> **Work request**
When you find the word "stderr" in a line of the entries, please copy the whole line.

[Records for processing]

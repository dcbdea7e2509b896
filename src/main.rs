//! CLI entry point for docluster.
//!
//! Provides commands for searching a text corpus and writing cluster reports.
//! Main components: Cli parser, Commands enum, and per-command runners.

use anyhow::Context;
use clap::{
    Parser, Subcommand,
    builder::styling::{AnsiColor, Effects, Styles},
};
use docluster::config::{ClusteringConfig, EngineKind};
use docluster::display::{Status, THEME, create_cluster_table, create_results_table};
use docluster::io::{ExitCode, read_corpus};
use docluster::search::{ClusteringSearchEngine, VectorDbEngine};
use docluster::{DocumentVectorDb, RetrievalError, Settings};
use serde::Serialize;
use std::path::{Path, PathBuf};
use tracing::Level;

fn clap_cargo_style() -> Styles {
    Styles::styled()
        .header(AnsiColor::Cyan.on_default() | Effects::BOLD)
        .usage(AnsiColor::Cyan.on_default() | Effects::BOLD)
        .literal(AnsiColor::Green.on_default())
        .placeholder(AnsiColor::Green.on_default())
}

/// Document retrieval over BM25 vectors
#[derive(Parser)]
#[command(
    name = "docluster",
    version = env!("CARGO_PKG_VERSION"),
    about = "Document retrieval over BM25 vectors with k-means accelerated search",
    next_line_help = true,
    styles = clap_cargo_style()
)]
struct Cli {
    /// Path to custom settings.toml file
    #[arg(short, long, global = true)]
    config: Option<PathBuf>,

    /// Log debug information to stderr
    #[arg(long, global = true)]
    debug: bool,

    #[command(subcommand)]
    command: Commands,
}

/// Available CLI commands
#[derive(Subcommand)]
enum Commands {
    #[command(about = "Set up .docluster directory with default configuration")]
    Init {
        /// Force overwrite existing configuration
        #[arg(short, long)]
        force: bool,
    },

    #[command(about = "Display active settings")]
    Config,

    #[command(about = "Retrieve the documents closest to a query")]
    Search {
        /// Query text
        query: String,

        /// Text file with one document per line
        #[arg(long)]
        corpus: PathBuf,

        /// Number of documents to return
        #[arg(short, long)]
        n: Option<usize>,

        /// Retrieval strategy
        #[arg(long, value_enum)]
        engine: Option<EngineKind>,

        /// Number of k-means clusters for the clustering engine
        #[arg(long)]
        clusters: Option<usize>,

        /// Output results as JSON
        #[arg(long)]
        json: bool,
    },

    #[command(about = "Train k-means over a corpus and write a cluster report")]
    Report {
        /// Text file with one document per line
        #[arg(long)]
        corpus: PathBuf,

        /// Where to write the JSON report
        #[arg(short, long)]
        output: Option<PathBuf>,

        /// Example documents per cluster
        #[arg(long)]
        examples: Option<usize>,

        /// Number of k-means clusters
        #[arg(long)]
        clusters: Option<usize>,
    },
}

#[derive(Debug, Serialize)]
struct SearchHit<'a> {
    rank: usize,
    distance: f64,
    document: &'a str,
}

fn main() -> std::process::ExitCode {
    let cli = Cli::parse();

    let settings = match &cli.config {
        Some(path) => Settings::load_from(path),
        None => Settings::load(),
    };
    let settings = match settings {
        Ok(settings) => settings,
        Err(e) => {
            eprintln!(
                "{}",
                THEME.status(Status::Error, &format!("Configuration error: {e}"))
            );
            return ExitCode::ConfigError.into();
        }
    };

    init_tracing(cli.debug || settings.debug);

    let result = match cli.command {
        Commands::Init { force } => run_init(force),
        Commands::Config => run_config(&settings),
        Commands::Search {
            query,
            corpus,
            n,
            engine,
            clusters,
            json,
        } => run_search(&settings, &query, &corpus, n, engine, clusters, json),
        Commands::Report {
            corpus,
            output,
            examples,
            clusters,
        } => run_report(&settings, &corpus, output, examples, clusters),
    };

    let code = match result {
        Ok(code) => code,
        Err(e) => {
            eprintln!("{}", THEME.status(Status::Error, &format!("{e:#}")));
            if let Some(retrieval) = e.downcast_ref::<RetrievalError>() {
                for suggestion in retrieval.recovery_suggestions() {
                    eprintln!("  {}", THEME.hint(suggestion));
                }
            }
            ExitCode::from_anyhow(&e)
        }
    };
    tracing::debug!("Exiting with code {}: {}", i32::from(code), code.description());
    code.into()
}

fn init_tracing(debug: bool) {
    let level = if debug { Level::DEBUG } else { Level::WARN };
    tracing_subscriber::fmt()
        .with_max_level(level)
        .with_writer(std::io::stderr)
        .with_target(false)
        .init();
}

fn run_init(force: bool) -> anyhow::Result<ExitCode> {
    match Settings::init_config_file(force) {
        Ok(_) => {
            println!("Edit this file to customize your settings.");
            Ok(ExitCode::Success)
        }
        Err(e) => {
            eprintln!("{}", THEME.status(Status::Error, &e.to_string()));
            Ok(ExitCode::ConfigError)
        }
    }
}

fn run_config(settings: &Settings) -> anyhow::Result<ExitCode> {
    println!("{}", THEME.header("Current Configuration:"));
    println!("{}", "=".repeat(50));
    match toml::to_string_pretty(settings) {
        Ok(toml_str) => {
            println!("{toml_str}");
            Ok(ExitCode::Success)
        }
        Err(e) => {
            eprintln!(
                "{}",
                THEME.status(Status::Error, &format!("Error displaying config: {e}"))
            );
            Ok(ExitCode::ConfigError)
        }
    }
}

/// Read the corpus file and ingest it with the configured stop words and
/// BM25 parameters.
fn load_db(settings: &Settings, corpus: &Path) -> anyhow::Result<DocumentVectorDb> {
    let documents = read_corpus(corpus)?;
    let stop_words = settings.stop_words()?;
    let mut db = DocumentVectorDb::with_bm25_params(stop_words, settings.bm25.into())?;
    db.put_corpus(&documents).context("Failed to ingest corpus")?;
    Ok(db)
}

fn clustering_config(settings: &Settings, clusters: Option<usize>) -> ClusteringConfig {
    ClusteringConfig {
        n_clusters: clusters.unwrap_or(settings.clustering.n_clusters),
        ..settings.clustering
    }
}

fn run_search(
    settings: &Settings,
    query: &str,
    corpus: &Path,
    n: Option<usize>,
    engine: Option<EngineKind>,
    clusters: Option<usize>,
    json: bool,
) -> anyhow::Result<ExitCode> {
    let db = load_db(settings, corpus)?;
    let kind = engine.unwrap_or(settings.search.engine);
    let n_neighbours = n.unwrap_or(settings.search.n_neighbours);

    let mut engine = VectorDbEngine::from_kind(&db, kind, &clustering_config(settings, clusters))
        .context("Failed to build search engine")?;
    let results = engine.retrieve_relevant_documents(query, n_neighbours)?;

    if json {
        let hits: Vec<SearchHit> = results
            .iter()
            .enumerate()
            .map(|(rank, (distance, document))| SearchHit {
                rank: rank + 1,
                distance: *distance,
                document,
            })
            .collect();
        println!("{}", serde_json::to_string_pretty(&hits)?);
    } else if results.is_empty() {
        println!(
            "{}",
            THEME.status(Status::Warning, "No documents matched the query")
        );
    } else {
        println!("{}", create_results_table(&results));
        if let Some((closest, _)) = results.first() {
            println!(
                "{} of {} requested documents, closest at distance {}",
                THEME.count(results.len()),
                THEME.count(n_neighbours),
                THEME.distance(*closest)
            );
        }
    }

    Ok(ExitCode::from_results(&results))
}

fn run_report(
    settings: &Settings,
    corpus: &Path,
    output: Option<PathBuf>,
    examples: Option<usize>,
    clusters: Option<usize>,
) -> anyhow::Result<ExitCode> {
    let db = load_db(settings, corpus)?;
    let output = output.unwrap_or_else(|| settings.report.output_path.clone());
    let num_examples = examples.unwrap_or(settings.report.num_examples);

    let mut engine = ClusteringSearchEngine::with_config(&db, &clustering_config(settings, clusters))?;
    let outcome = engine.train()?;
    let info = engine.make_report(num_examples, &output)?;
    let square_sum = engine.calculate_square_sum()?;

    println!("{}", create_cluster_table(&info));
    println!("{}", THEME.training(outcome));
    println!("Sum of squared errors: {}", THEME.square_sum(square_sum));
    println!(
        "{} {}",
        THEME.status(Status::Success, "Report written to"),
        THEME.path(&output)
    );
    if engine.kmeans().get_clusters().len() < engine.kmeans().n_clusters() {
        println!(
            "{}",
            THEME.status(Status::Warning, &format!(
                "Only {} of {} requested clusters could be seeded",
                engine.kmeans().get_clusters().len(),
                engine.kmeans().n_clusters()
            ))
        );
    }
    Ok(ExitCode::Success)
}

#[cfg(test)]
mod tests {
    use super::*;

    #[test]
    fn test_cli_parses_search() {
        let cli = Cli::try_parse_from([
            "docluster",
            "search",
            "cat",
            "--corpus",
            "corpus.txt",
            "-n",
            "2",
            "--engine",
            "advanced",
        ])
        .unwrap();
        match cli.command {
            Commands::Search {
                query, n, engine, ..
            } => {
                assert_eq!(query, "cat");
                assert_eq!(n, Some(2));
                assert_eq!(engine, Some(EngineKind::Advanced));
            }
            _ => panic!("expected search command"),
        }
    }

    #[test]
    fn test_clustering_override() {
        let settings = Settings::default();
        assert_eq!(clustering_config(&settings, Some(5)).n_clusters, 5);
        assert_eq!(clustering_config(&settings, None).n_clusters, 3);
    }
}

[/Records for processing]

> **Output for this exercise**
    /// Log debug information to stderr
        .with_writer(std::io::stderr)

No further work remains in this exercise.